▶ **What you need to do**
Copy every line of the data in which the word "sleep" occurs.

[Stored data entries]
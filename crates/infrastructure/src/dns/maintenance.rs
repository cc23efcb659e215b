use std::sync::Arc;
use std::time::{Duration, Instant};

use tokio::time::sleep;
use tracing::{debug, info};
use weftdns_domain::CacheConfig;

use super::cache::ResponseCache;

/// Background purge driver for a [`ResponseCache`].
///
/// The cache only drops expired entries when they are touched; this task
/// walks the expiration index periodically so idle entries are reclaimed too.
pub struct CacheMaintainer {
    cache: Arc<ResponseCache>,
    purge_interval: Duration,
}

impl CacheMaintainer {
    pub fn new(cache: Arc<ResponseCache>, purge_interval_secs: u64) -> Self {
        Self {
            cache,
            purge_interval: Duration::from_secs(purge_interval_secs),
        }
    }

    pub fn from_config(cache: Arc<ResponseCache>, config: &CacheConfig) -> Self {
        Self::new(cache, config.purge_interval_secs)
    }

    /// Start the purge loop.
    pub fn start(self) -> tokio::task::JoinHandle<()> {
        tokio::spawn(async move {
            info!(
                interval_secs = self.purge_interval.as_secs(),
                "cache purge task started"
            );

            loop {
                sleep(self.purge_interval).await;
                let removed = self.cache.purge(Instant::now());
                if removed > 0 {
                    debug!(
                        removed,
                        cache_size = self.cache.len(),
                        "purge cycle completed"
                    );
                }
            }
        })
    }
}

▶ **Result of the task**
use tokio::time::sleep;
                sleep(self.purge_interval).await;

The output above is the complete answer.